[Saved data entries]
BEGIN

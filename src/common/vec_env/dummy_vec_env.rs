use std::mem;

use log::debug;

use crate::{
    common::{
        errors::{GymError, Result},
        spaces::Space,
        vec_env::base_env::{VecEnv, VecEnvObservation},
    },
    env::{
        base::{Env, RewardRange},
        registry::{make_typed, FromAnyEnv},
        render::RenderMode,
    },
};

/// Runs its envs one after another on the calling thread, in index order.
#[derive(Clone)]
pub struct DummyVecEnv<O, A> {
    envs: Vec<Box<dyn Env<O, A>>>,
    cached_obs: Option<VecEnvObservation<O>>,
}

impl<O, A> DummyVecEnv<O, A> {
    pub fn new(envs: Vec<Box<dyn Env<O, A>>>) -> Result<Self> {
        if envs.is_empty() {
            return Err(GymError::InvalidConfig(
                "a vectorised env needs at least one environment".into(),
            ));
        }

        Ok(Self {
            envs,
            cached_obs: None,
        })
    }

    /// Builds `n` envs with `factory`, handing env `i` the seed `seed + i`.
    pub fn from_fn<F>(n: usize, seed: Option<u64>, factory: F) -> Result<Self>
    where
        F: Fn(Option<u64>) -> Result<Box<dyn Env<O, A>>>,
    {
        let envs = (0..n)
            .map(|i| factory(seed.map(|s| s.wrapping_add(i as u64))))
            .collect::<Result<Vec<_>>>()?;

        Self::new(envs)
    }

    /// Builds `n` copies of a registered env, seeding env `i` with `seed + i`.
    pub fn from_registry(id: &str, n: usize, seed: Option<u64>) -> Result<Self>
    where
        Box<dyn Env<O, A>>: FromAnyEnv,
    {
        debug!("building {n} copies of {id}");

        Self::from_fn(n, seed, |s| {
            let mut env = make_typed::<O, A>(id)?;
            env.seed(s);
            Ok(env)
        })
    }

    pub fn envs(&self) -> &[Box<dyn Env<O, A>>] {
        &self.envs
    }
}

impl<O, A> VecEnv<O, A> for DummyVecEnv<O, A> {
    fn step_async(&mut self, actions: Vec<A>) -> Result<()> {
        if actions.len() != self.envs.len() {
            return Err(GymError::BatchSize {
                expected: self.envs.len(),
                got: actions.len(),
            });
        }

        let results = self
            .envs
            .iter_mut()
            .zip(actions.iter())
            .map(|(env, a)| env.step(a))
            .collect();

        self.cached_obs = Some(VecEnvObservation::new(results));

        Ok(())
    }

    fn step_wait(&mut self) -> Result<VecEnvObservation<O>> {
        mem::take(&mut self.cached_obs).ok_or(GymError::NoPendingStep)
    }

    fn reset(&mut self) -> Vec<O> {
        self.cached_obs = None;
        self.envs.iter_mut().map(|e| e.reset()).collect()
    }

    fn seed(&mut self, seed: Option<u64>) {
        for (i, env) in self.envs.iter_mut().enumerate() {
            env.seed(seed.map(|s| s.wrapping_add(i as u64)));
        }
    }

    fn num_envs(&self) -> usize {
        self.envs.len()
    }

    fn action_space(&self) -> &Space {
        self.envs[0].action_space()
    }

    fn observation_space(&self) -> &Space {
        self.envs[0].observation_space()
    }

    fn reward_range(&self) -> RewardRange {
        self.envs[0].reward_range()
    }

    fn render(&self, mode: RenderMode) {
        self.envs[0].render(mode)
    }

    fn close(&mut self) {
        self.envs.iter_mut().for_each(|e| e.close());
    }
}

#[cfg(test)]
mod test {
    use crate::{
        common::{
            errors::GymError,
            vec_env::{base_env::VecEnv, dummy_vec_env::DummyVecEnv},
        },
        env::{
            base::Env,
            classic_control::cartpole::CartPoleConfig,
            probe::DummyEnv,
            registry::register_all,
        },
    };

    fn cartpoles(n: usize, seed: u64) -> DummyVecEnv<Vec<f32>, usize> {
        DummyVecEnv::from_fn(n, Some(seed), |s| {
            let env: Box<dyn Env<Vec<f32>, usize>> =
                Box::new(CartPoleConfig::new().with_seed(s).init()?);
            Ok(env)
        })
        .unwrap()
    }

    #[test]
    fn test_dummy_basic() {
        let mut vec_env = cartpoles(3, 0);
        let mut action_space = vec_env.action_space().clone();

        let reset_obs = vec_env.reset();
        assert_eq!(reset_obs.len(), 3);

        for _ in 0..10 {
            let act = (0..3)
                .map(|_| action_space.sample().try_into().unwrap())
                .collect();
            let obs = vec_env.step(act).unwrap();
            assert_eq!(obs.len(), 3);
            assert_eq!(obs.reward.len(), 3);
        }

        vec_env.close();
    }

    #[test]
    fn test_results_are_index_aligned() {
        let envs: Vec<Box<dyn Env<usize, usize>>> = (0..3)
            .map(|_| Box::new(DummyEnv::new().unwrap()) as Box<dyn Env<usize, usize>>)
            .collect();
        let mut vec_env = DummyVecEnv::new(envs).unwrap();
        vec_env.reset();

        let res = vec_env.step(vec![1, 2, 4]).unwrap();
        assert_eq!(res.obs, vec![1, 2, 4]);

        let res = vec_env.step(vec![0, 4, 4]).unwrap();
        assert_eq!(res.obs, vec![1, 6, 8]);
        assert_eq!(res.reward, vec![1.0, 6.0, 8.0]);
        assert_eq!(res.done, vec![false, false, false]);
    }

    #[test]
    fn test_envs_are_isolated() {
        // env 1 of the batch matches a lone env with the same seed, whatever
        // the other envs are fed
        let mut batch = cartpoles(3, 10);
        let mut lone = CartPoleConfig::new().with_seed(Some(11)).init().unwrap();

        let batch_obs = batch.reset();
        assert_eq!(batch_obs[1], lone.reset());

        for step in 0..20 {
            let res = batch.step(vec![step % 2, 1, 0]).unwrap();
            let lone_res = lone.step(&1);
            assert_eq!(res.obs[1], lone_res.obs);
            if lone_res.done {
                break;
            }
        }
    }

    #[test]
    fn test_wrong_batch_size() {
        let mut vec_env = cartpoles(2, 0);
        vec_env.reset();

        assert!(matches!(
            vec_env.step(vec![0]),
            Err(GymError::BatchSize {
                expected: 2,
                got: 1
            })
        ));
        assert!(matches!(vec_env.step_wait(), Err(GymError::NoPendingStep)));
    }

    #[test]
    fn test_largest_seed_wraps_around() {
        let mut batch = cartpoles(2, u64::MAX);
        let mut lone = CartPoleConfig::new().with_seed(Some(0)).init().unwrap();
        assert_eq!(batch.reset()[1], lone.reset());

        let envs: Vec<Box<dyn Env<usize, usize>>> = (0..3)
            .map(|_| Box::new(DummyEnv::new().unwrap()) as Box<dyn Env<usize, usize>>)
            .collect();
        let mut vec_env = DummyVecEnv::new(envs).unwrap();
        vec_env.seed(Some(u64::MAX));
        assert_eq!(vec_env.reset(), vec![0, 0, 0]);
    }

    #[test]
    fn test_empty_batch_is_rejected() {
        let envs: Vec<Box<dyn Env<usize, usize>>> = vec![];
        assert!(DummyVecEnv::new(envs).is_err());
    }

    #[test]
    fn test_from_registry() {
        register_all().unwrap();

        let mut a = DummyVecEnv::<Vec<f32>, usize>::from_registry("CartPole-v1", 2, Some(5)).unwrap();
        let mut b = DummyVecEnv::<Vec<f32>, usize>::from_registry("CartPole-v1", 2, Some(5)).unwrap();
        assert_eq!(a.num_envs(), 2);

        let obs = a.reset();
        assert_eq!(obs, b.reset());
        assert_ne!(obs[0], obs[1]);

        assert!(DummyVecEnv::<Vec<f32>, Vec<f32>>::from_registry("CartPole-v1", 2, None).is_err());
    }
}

END

Task to carry out: Determine how many lines in the records contain "RenderMode", and reply with the number only.

Exercise response: 2